Tuesdays brain twister

I was just wondering how many HI,s would see this fault and report it.

2000 Model trane furnace and A-coil refrigerant lines traveling thru the crawl space 1/2 distance of the home to the garage where the crawl hole was located in the pic just to the left of the steps but not visible in the pic. The lines traveled verticle up the wall to above the door on the top of the steps across the garage ceiling and down the wall to a 2011 Trane condensing unit setting just outside of the door on the right in the pic.

Don’t let the cat get your tounge speak up I am hard of hearing. Would you comment on this line set in your report and what would you say about it.

If you don’t know ya need some more training these kinds of problems are all visible??? Oh BTW google will not help ya google has no training also

Ok Charlie here goes, unprotected refrigerant lines, noninsulated, excessive lenght of tubing, requiring more refrigerant and I believe this path has created a trap in the lines where oil can settle. And they are mis-matched units. OK let me have

Ok ya got it buddy creates a oil trap and I see 46 people that need more trainng:p

Not really!!!
It was the way you asked that made me not comment.
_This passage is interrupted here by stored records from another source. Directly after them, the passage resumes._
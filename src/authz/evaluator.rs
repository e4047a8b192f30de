use async_trait::async_trait;

use super::principal::{Principal, ResourceContext};
use crate::rbac::PermissionKey;

/// Policy evaluator trait for pluggable authorization logic
#[async_trait]
pub trait PolicyEvaluator: Send + Sync {
    /// Check if the principal may perform `permission` in the context's organization
    async fn can(&self, principal: &Principal, permission: &PermissionKey, ctx: &ResourceContext) -> bool;
}

/// Default policy evaluator
///
/// Evaluation order:
/// 1. foreign organization and not super_admin -> deny
/// 2. super_admin -> allow
/// 3. effective permission set contains the key -> allow
/// 4. deny
#[derive(Debug, Clone, Default)]
pub struct DefaultPolicyEvaluator;

impl DefaultPolicyEvaluator {
    pub fn new() -> Self {
        Self
    }
}

#[async_trait]
impl PolicyEvaluator for DefaultPolicyEvaluator {
    async fn can(&self, principal: &Principal, permission: &PermissionKey, ctx: &ResourceContext) -> bool {
        if !principal.may_enter(ctx.organization_id) {
            tracing::warn!(
                user_id = %principal.user_id,
                organization_id = %ctx.organization_id,
                permission = %permission,
                "cross-tenant access denied"
            );
            return false;
        }

        if principal.is_super_admin() {
            tracing::debug!(
                user_id = %principal.user_id,
                permission = %permission,
                "super_admin bypass"
            );
            return true;
        }

        if principal.has_permission(permission) {
            tracing::debug!(
                user_id = %principal.user_id,
                permission = %permission,
                "permission granted"
            );
            return true;
        }

        tracing::debug!(
            user_id = %principal.user_id,
            permission = %permission,
            "permission denied"
        );
        false
    }
}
And how would you of asked the question;-)

Well since I have asked many questions in regard to air quality on other MB’s I try to engage the conversation with something like “What do you think” or “What would you say”
I would never say if you don’t know you need more training.
This is a true statement Charley but being too aggressive puts many new ones on the defensive side and they will not even make an attempt to comment.
Again everyone learns and the more detail that can be added is good.
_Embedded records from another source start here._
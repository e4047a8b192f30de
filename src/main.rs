use tenant_gate::{create_app, db};

#[tokio::main]
async fn main() -> anyhow::Result<()> {
    load_env();
    init_tracing();

    let pool = db::init().await?;
    let app = create_app(pool).await?;

    let port = std::env::var("APP_PORT")
        .ok()
        .and_then(|value| value.parse::<u16>().ok())
        .unwrap_or(8000);

    let addr = std::net::SocketAddr::from(([0, 0, 0, 0], port));
    tracing::info!("listening on {}", addr);

    let listener = tokio::net::TcpListener::bind(addr).await?;
    axum::serve(listener, app.into_make_service()).await?;

    Ok(())
}

fn load_env() {
    if dotenvy::dotenv().is_ok() {
        return;
    }

    let crate_env = std::path::Path::new(env!("CARGO_MANIFEST_DIR")).join(".env");
    let _ = dotenvy::from_path(crate_env);
}

fn init_tracing() {
    use tracing_subscriber::layer::SubscriberExt;
    use tracing_subscriber::util::SubscriberInitExt;

    let fmt_layer = tracing_subscriber::fmt::layer()
        .with_target(false)
        .with_thread_ids(false)
        .with_thread_names(false);

    let filter_layer = tracing_subscriber::EnvFilter::try_from_default_env()
        .unwrap_or_else(|_| tracing_subscriber::EnvFilter::new("info"));

    tracing_subscriber::registry()
        .with(filter_layer)
        .with(fmt_layer)
        .init();
}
As your photos don’t show the refrigerant lines, I could not “see” them to comment. Based on your verbal description - I would agree with John R. I do however, see a set of stairs with 3 or more risers without a handrail/guard at the open side of the stairs. The landing also appears to be over 30 inches above the f.f.e of the garage- so it should have a guard. If the outdoor unit was in Florida and located in the "windborne debris region, it would need to be anchored in place. Also, if it were located in a flood zone, it would need to be elevated above the BFE. The photo also appears to show the disconnect located behind the unit and therefore may not have the required clearances in front of it for access. That is all I can see.
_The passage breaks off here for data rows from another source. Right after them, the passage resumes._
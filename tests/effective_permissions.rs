mod common;

use anyhow::Result;
use axum::http::StatusCode;
use serde_json::Value;

use common::{grant_custom_role, seed_organization, seed_user, TestApp, TestRequest};
use tenant_gate::rbac::{effective_permissions, PermissionCatalog};

fn permissions(body: &Value) -> Vec<String> {
    body.get("permissions")
        .and_then(Value::as_array)
        .map(|keys| keys.iter().filter_map(Value::as_str).map(str::to_string).collect())
        .unwrap_or_default()
}

#[tokio::test]
async fn super_admin_holds_the_universe_everywhere() -> Result<()> {
    let t = TestApp::new().await?;
    let acme = seed_organization(&t.pool, "acme", None).await?;
    let other = seed_organization(&t.pool, "other", None).await?;
    let root = seed_user(&t.pool, None, "SUPER_ADMIN", "root@example.com").await?;

    for org in [acme, other] {
        let grant = effective_permissions(&t.pool, root, org).await?;
        assert_eq!(&grant.permissions, PermissionCatalog::global().universe());
    }

    Ok(())
}

#[tokio::test]
async fn custom_role_applies_only_in_its_organization() -> Result<()> {
    let t = TestApp::new().await?;
    let x = seed_organization(&t.pool, "x", None).await?;
    let y = seed_organization(&t.pool, "y", None).await?;
    let root = seed_user(&t.pool, None, "SUPER_ADMIN", "root@example.com").await?;
    let member = seed_user(&t.pool, Some(x), "USER", "member@x.test").await?;
    grant_custom_role(&t.pool, x, member, "Treasurer", &["perm_payment_view", "perm_payment_edit"]).await?;

    let token = t.token(root)?;

    let (status, body) = t
        .send(TestRequest::get(format!("/users/{}/effective-permissions", member)).token(&token))
        .await?;
    assert_eq!(status, StatusCode::OK, "{}", body);
    let keys = permissions(&body);
    assert!(keys.contains(&"payments:view".to_string()), "{:?}", keys);
    assert!(keys.contains(&"payments:edit".to_string()));
    assert!(keys.contains(&"directory:view".to_string()));
    assert_eq!(body.get("customRoles"), Some(&serde_json::json!(["Treasurer"])));

    let (status, body) = t
        .send(TestRequest::get(format!("/users/{}/effective-permissions?organizationId={}", member, y)).token(&token))
        .await?;
    assert_eq!(status, StatusCode::OK, "{}", body);
    let keys = permissions(&body);
    assert!(!keys.iter().any(|k| k.starts_with("payments:")), "{:?}", keys);

    Ok(())
}

#[tokio::test]
async fn foreign_role_rows_never_leak_into_another_organization() -> Result<()> {
    let t = TestApp::new().await?;
    let x = seed_organization(&t.pool, "x", None).await?;
    let y = seed_organization(&t.pool, "y", None).await?;
    let member = seed_user(&t.pool, Some(x), "USER", "member@x.test").await?;
    // assignment row claims org x but the role lives in org y
    let role = grant_custom_role(&t.pool, y, member, "Smuggled", &["perm_budget_edit"]).await?;
    sqlx::query("UPDATE user_custom_roles SET organization_id = ? WHERE custom_role_id = ?")
        .bind(x.to_string())
        .bind(role.to_string())
        .execute(&t.pool)
        .await?;

    let grant = effective_permissions(&t.pool, member, x).await?;
    assert!(!grant.permissions.contains("budget", "edit"));
    assert!(grant.custom_roles.is_empty());

    Ok(())
}

#[tokio::test]
async fn plain_users_cannot_inspect_others() -> Result<()> {
    let t = TestApp::new().await?;
    let acme = seed_organization(&t.pool, "acme", None).await?;
    let user = seed_user(&t.pool, Some(acme), "USER", "user@acme.test").await?;
    let admin = seed_user(&t.pool, Some(acme), "ADMIN", "admin@acme.test").await?;

    let (status, _) = t
        .send(TestRequest::get(format!("/users/{}/effective-permissions", admin)).token(&t.token(user)?))
        .await?;
    assert_eq!(status, StatusCode::FORBIDDEN);

    let (status, body) = t
        .send(TestRequest::get(format!("/users/{}/effective-permissions", user)).token(&t.token(admin)?))
        .await?;
    assert_eq!(status, StatusCode::OK);
    assert_eq!(body.get("builtInRole"), Some(&serde_json::json!("USER")));
    assert!(!permissions(&body).contains(&"roles:create".to_string()));

    Ok(())
}

#[tokio::test]
async fn catalog_is_listed_by_category() -> Result<()> {
    let t = TestApp::new().await?;
    let acme = seed_organization(&t.pool, "acme", None).await?;
    let user = seed_user(&t.pool, Some(acme), "USER", "user@acme.test").await?;

    let (status, body) = t.send(TestRequest::get("/permissions").token(&t.token(user)?)).await?;
    assert_eq!(status, StatusCode::OK);

    let total: usize = body
        .as_array()
        .map(|cats| {
            cats.iter()
                .filter_map(|c| c.get("permissions").and_then(Value::as_array))
                .map(Vec::len)
                .sum()
        })
        .unwrap_or_default();
    assert_eq!(total, PermissionCatalog::global().all().count());

    Ok(())
}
As noted I don’t ***** foot around I tell it like it is no sugar coat from me some of the questions asked on this board, some really need more training and I am not afraid to tell them. Someone needs to before they get their butts sued off.

I really asked no questions about stairs I used the stairs and doors so one could judge the height of the refrigerant lines pertaining to the oil trap :wink:

John here is the refrigerant lines traveling to the ceiling right side of the WH

Charley, you big meanie :wink:

Pssssst Troy, Charlie aint that big

I for one am not afraid to say that I would definitely need more training in that area. With that said, if I’m asking an expert type question, I would expect those, and only those with the same level of expertise as mine, or more, to answer me. Of course, many need more training…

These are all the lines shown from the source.